Independent directors’ opinions on the eighth meeting of the second board of directors

Independent opinions on relevant matters

In accordance with the company law of the people’s Republic of China, the securities law of the people’s Republic of China, the Listing Rules of the Shanghai Stock Exchange, the Listing Rules of the stock exchange of Hong Kong Limited, the rules of independent directors of listed companies and other relevant laws, regulations and normative documents, as well as the articles of association of Cansino Biologics Inc(688185) Jinyu Bio-Technology Co.Ltd(600201) company (hereinafter referred to as the “articles of association”) As the independent director of Cansino Biologics Inc(688185) Jinyu Bio-Technology Co.Ltd(600201) company (hereinafter referred to as “the company”), we, as the independent director of Cansino Biologics Inc(688185) Jinyu Bio-Technology Co.Ltd(600201) company (hereinafter referred to as “the company”), based on the relevant provisions of the working system of independent non-executive directors of Cansino Biologics Inc(688185) Jinyu Bio-Technology Co.Ltd(600201) company (hereinafter referred to as “the company”), based on the independent, prudent and objective position and careful analysis, hereby express the following independent opinions on the relevant matters considered at the eighth meeting of the second board of directors of the company:

1、 Evaluation report on internal control of the company in 2021

The content and form of the 2021 internal control evaluation report of Cansino Biologics Inc(688185) Jinyu Bio-Technology Co.Ltd(600201) company comply with the requirements of relevant laws, regulations and normative documents, and truly and accurately reflect the construction and operation of the company’s internal control system. We believe that the company has established a relatively perfect internal control system and evaluation system, which meet the relevant internal control supervision requirements, and implemented it in business activities, meeting the requirements of effective risk control in all major decisions. The company had no major defects in internal control related to financial report and non-financial report in 2021.

Therefore, we agree to the proposal on the company’s 2021 annual internal control evaluation report.

2、 Profit distribution plan for 2021

In order to realize the sustainable, stable and healthy development of the company and better safeguard the long-term interests of all shareholders, the annual profit distribution plan for 2021 prepared by the board of directors is in line with the actual operation and financial situation of the company and does not violate the company law, the securities law The guidelines for the supervision of listed companies No. 3 – cash dividends of listed companies and other laws, regulations and relevant provisions of the articles of association.

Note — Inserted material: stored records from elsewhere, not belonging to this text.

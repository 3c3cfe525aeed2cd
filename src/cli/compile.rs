//! Compile query strings against a model file

use std::{fs, path::PathBuf};

use super::CliError;
use crate::{Catalog, Compiler, CompilerConfig, Dialect, output};

/// Options for the compile command
#[derive(Debug, Clone, Default)]
pub struct CompileOptions {
    /// Query string, e.g. `$filter=Price gt 10&$top=5`
    pub query: String,
    /// Entity the query targets
    pub entity: String,
    /// JSON catalog file
    pub model: PathBuf,
    /// Optional JSON compiler config file
    pub config: Option<PathBuf>,
    /// Overrides the config's dialect
    pub dialect: Option<String>,
    /// Overrides the config's `in` list limit
    pub max_in: Option<usize>,
    /// Pretty-print the output
    pub pretty: bool,
}

fn load_config(options: &CompileOptions) -> Result<CompilerConfig, CliError> {
    let mut config = match &options.config {
        Some(path) => CompilerConfig::from_json(&fs::read_to_string(path)?)?,
        None => CompilerConfig::default(),
    };

    if let Some(name) = &options.dialect {
        let dialect: Dialect = name.parse().map_err(CliError::Dialect)?;
        config = config.with_dialect(dialect);
    }
    if let Some(max) = options.max_in {
        config = config.with_max_in_clause_size(Some(max));
    }
    Ok(config)
}

/// Compile the query and render the result as JSON.
pub fn execute_compile(options: &CompileOptions) -> Result<String, CliError> {
    if options.query.trim().is_empty() {
        return Err(CliError::NoInput);
    }

    let catalog = Catalog::from_json(&fs::read_to_string(&options.model)?)?;
    let compiler = Compiler::new(catalog, load_config(options)?);
    let compiled = compiler.compile(&options.entity, options.query.trim())?;

    Ok(if options.pretty {
        output::to_json_pretty(&compiled)
    } else {
        output::to_json(&compiled)
    })
}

Therefore, we agree to the proposal on profit distribution plan for 2021 and agree to submit the proposal to the general meeting of shareholders for deliberation.

3、 About hiring domestic and foreign audit institutions and internal control audit institutions in 2022

The company plans to continue to employ Deloitte Touche Tohmatsu (special general partnership) as the domestic audit institution and internal control audit institution in 2022, and Deloitte guanhuang Chenfang as the overseas audit institution in 2022, which meets the actual situation of the company and the needs of annual audit work. Qin Huayong Certified Public Accountants (special general partnership) and Deloitte guanhuang Chenfang certified public accountants have sufficient independence, professional ability of audit services and investor protection ability, and are competent for the company’s annual audit. The company’s continued employment of the above audit institutions complies with the provisions of relevant laws, administrative regulations and the articles of association, which is conducive to ensuring the quality of the company’s audit work, There is no situation that damages the interests of the company and all shareholders.

Therefore, we agree to the proposal on hiring domestic and foreign audit institutions and internal control audit institutions in 2022 and agree to submit the proposal to the general meeting of shareholders for deliberation.

4、 About the remuneration of senior managers in 2021 and 2022

The remuneration plan for senior managers formulated by the company is based on the assessment of senior managers of the company and combined with the actual situation of the company’s operation. It is in line with the provisions of the company’s relevant remuneration and assessment system. The review procedure of the proposal is in line with the provisions of relevant laws and regulations and the articles of association of the company, which is conducive to the long-term development of the company and will not damage the interests of the company and its minority shareholders.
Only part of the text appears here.